== Segment start ==

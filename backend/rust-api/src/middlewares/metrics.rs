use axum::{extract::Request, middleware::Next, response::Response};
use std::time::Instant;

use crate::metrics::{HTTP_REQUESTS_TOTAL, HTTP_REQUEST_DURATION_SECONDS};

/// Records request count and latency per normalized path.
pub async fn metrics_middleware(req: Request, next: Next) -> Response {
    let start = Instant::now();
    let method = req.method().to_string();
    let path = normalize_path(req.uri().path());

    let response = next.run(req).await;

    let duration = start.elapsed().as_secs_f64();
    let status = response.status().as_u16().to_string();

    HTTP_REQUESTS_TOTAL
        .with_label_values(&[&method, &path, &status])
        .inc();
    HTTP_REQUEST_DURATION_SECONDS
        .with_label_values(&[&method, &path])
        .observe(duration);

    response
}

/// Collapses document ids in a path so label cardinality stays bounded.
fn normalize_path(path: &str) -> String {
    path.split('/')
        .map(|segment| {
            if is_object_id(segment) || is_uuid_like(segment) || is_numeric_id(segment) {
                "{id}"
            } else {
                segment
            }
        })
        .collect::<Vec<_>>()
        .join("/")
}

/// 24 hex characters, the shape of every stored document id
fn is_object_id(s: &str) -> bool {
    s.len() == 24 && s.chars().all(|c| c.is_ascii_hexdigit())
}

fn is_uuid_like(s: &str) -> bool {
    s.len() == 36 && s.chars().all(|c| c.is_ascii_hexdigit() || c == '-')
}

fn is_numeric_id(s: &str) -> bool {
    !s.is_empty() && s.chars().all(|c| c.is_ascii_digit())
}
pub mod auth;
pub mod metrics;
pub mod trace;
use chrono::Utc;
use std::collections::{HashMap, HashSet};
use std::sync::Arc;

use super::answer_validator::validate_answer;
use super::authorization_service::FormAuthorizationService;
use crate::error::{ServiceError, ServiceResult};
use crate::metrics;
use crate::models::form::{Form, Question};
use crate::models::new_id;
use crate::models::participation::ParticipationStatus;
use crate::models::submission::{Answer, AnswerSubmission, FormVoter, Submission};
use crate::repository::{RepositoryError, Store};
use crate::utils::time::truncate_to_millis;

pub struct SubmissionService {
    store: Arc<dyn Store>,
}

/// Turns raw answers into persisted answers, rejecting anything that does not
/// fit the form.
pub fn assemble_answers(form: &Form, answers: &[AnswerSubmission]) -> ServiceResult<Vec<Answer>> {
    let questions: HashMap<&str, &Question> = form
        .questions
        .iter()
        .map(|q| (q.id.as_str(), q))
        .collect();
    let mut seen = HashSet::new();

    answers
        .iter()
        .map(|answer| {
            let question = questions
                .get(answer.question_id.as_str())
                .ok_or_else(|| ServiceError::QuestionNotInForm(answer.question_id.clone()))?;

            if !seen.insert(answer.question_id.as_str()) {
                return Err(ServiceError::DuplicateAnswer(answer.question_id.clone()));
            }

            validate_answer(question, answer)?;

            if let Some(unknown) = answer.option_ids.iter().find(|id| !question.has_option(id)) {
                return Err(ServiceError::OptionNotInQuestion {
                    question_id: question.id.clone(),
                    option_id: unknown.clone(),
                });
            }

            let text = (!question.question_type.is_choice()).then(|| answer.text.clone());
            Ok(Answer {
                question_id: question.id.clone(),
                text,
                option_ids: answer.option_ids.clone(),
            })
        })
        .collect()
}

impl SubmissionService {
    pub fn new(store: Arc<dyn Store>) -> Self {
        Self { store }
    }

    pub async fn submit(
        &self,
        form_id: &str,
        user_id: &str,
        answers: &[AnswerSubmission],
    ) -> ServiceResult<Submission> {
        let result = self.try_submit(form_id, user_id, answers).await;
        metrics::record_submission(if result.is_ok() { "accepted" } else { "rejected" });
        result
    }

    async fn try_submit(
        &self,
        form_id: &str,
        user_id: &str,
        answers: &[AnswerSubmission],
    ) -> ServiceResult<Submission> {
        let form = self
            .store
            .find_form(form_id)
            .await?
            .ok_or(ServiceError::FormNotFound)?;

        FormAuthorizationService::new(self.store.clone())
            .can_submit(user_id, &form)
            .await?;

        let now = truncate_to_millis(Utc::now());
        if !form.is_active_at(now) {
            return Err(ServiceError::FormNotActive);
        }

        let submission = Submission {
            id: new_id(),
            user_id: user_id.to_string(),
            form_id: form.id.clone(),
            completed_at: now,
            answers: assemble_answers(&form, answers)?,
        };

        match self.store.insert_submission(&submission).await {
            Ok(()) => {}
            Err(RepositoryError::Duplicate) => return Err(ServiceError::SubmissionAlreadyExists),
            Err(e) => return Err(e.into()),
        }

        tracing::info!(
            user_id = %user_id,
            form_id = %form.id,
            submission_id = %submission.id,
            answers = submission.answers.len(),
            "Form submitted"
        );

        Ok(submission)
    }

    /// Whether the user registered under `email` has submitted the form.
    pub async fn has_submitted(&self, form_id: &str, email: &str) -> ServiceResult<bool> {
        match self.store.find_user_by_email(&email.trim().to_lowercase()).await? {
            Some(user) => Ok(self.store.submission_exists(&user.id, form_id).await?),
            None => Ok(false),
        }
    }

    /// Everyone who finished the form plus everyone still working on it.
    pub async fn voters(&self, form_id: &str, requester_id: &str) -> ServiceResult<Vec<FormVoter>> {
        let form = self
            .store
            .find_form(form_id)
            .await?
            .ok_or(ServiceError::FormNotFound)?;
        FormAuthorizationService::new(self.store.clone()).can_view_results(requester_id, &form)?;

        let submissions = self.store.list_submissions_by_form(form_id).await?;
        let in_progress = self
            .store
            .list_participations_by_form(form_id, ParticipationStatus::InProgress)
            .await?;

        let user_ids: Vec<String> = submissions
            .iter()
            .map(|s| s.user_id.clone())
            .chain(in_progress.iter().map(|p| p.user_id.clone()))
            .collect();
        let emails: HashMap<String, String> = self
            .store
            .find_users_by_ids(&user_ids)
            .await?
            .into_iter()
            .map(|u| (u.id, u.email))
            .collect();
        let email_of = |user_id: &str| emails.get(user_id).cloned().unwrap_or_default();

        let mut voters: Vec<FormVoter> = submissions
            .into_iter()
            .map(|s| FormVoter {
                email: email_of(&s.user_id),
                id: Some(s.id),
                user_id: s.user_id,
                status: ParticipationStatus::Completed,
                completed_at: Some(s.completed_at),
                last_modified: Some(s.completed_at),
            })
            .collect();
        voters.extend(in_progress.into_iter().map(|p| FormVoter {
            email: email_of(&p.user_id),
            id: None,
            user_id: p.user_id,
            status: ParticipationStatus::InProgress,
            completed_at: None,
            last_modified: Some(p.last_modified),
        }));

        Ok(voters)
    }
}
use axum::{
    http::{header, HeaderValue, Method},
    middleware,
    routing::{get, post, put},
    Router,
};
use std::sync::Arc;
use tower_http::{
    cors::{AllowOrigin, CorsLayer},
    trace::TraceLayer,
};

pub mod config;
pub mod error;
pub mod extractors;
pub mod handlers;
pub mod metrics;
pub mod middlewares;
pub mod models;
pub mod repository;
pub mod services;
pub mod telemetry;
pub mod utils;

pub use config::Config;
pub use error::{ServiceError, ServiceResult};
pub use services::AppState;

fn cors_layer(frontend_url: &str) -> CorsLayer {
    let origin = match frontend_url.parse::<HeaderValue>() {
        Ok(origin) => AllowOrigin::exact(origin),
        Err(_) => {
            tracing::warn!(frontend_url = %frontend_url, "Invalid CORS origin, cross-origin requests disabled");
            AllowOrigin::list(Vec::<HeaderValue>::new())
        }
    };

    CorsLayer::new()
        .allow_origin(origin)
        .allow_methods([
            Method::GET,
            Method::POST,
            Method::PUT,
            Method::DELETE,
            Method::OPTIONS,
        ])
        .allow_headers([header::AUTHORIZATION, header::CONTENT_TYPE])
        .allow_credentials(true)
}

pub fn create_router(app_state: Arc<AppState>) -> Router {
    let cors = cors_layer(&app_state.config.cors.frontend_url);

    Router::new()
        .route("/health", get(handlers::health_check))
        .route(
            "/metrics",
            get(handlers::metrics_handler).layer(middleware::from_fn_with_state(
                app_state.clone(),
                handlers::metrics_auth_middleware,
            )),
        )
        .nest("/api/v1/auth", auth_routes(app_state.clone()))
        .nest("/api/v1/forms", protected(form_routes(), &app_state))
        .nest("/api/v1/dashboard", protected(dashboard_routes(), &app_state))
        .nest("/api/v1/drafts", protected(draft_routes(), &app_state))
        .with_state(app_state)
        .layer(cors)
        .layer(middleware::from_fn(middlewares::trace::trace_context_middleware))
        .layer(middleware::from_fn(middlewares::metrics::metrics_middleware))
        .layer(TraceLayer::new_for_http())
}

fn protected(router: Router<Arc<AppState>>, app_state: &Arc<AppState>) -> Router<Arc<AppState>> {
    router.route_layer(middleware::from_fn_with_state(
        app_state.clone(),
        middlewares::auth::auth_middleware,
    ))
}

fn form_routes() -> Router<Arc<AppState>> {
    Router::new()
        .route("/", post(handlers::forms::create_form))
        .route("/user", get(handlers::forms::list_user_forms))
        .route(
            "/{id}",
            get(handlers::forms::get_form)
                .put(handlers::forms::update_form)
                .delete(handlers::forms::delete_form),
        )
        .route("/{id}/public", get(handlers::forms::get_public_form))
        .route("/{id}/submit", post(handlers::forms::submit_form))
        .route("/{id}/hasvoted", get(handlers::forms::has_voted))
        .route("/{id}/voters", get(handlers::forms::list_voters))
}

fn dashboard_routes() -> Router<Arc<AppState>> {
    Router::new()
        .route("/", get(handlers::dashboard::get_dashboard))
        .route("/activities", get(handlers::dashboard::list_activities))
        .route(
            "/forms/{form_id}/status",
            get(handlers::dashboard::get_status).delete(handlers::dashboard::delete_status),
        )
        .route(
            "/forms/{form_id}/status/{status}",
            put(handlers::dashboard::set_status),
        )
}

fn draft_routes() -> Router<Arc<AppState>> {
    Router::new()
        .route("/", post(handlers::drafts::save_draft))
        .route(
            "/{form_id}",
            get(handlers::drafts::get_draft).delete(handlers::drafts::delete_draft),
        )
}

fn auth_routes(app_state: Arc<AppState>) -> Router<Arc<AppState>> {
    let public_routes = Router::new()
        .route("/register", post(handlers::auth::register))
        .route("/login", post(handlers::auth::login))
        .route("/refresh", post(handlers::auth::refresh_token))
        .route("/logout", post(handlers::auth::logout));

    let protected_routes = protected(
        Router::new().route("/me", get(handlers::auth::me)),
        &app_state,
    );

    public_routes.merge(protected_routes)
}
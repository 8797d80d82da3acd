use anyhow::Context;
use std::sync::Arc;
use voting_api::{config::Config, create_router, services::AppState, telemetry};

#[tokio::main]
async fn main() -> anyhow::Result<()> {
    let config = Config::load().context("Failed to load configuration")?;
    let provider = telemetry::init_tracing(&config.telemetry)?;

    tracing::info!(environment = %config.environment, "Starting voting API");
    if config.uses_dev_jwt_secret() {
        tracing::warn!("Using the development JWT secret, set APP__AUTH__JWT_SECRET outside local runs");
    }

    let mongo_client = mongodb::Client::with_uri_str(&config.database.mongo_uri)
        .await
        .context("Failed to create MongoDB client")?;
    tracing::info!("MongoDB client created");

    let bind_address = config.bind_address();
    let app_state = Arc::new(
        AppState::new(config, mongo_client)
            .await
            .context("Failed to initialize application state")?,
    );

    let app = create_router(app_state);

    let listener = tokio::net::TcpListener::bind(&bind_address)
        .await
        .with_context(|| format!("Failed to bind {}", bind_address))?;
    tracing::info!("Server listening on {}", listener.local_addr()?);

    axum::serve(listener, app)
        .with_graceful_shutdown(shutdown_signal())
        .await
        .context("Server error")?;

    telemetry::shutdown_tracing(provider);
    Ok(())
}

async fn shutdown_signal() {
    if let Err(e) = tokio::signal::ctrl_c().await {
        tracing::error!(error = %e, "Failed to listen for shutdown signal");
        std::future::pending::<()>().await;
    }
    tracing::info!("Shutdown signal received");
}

== Segment end ==

▶ **Assignment**:
Your output must be the lines of the material above, from the first through the line that contains "per normalized path.", copied exactly. Include both endpoints and nothing else.

▶ **Exercise result**:
filename backend/rust-api/src/middlewares/metrics.rs
use axum::{extract::Request, middleware::Next, response::Response};
use std::time::Instant;

use crate::metrics::{HTTP_REQUESTS_TOTAL, HTTP_REQUEST_DURATION_SECONDS};

/// Records request count and latency per normalized path.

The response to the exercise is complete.